Hyperparameter search
To identify successively better models (i.e., models with a smaller loss), we used the hyperparameter search procedure, which adjusts a number of model parameters over several iterations. Specifically, we varied the number of perceptrons in each layer, the proportion of neural connections that are dropped after every iteration in each layer, the batch size (i.e., the number of rows that the model processes in one step of one iteration), and the learning rate (see Table 1). The hyperparameter search procedure experimented with 1,000 different random combinations of the 10 parameters. Of these 1,000 models, we chose the parameter combination that generated the smallest binary-cross-entropy loss. Table 2 presents the parameters used in our final model (see Fig. 2 for a depiction of the perceptrons in the final model).
Parameters Values Used in the Hyperparameter Search (Study 1)
Parameters of the Final Model (Study 1)
Because this model was run on four graphics cards rather than on the CPU, and because each of our graphics cards contained 1,920 mini-CPUs, the computations within the individual perceptrons ran in parallel.
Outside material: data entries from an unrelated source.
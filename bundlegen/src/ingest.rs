//! Language fragment ingestion: reads every language file of a bundle
//! directory and regroups the messages identifier-first.

use std::{collections::BTreeMap, fs, path::Path};

use tracing::{debug, info};

use crate::{
    error::{Error, FatalErrorKind},
    formats::MessageFile,
    language::language_from_file_name,
    traits::Parser,
    types::{Identifier, LanguageCode, LanguageSet, MessageVariant},
};

/// One decoded language file.
#[derive(Debug, Clone, PartialEq, Eq)]
pub struct LanguageFile {
    pub file_name: String,
    pub language: LanguageCode,
    pub content: MessageFile,
}

/// Everything the ingestor learned from the bundle directory.
#[derive(Debug, Clone, Default, PartialEq, Eq)]
pub struct Ingested {
    /// identifier → language → trimmed message.
    pub fragments: BTreeMap<Identifier, BTreeMap<LanguageCode, MessageVariant>>,
    pub languages: LanguageSet,
}

/// Reads every language file in `dir`, in file-name order.
///
/// Directories, the status table (`status_file`) and files whose name
/// carries no language tag are skipped. Every other file must decode as a
/// message table, whatever its extension.
pub fn read_language_files(dir: &Path, status_file: &str) -> Result<Vec<LanguageFile>, Error> {
    let entries = fs::read_dir(dir).map_err(|e| {
        Error::fatal(
            FatalErrorKind::Structural,
            format!("failed to read bundle directory `{}`: {}", dir.display(), e),
        )
        .with_file(dir.display().to_string())
    })?;

    let mut paths = entries
        .map(|entry| entry.map(|e| e.path()))
        .collect::<Result<Vec<_>, _>>()?;
    paths.sort();

    let mut files = Vec::new();
    for path in paths {
        if path.is_dir() {
            continue;
        }
        let Some(file_name) = path.file_name().and_then(|n| n.to_str()) else {
            continue;
        };
        if file_name == status_file {
            continue;
        }
        let Some(language) = language_from_file_name(file_name) else {
            debug!(file = file_name, "skipping file without a language tag");
            continue;
        };

        let content = MessageFile::read_from(&path).map_err(|e| match e {
            Error::Io(io) => Error::fatal(
                FatalErrorKind::Structural,
                format!("failed to read bundle file `{}`: {}", file_name, io),
            )
            .with_file(file_name),
            other => other,
        })?;
        debug!(
            file = file_name,
            language = %language,
            messages = content.messages.len(),
            "decoded bundle file"
        );

        files.push(LanguageFile {
            file_name: file_name.to_string(),
            language,
            content,
        });
    }

    Ok(files)
}

/// Folds decoded language files into identifier-first fragments.
///
/// Fails on an empty identifier, on a message whose slots are all blank, on
/// an identifier declared twice for one language, and when no file was
/// written in `default_language`.
pub fn ingest_files<I>(files: I, default_language: &LanguageCode) -> Result<Ingested, Error>
where
    I: IntoIterator<Item = LanguageFile>,
{
    let mut ingested = Ingested::default();

    for file in files {
        ingested.languages.insert(file.language.clone());

        for (id, variant) in file.content.messages {
            if id.is_empty() {
                return Err(Error::shape(format!(
                    "file `{}` declares an empty identifier",
                    file.file_name
                ))
                .with_language(file.language.as_str())
                .with_file(&file.file_name));
            }

            let variant = variant.trimmed();
            if variant.is_empty() {
                return Err(Error::shape(format!(
                    "identifier `{}` in file `{}` has no message content",
                    id, file.file_name
                ))
                .with_identifier(&id)
                .with_language(file.language.as_str())
                .with_file(&file.file_name));
            }

            let by_language = ingested.fragments.entry(id.clone()).or_default();
            if by_language.contains_key(&file.language) {
                return Err(Error::shape(format!(
                    "identifier `{}` is declared more than once for language `{}` (again in `{}`)",
                    id, file.language, file.file_name
                ))
                .with_identifier(&id)
                .with_language(file.language.as_str())
                .with_file(&file.file_name));
            }
            by_language.insert(file.language.clone(), variant);
        }
    }

    if !ingested.languages.contains(default_language) {
        return Err(Error::completeness(format!(
            "default language `{}` has no bundle file",
            default_language
        ))
        .with_language(default_language.as_str()));
    }

    info!(
        languages = ingested.languages.len(),
        identifiers = ingested.fragments.len(),
        "ingested bundle files"
    );

    Ok(ingested)
}

/// Reads and ingests a bundle directory in one step.
pub fn ingest_dir(
    dir: &Path,
    status_file: &str,
    default_language: &LanguageCode,
) -> Result<Ingested, Error> {
    let files = read_language_files(dir, status_file)?;
    ingest_files(files, default_language)
}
This parallel processing introduced an indeterminacy because the order in which all the perceptrons of the model are computed is not guaranteed. Thus, if the same model is run repeatedly with identical parameters, the results of the model may vary on the scale of 0.1%. This minor variation is acceptable given that the time needed to build the model on graphics cards is approximately 200-fold faster than doing so on the CPU.
Model selection
Figure 3 depicts the accuracy and the binary-cross-entropy loss of the final model’s classification in the model-building data and the validation data across successive iterations. As expected, in the training data, accuracy increased monotonically and loss decreased monotonically with successive iterations. However, with the validation data, accuracy increased and loss decreased up to a certain point and thereafter plateaued. Keras automatically saved the model that yielded the minimum loss in the validation data. The results reported are from this model.
Holdout testing
Once the model was finalized, we analyzed how accurately it classified individuals in the unseen data as ethical or unethical.
Alternate model
We also tried analyzing the data using a random-forest model, which ran on the CPU rather than on graphics cards and was much easier and simpler to run than deep-learning models. However, the random-forest model did not complete a single iteration on our computer within 10 days. We thus abandoned this approach.
Results
Reliability of the outcome measure
We had classified WVS respondents as either ethical or unethical on the basis of their responses to four items administered in all waves of the survey. To assess the reliability of this measure, we administered these four items to 204 U.S. residents recruited from Amazon Mechanical Turk (MTurk; age: M = 41.45 years, SD = 12.04; 87 women, 56 men, 61 missing values). Participants responded to the same four items used in the WVS (on the same response scale) twice, with an approximately 2-month gap in between the two measures.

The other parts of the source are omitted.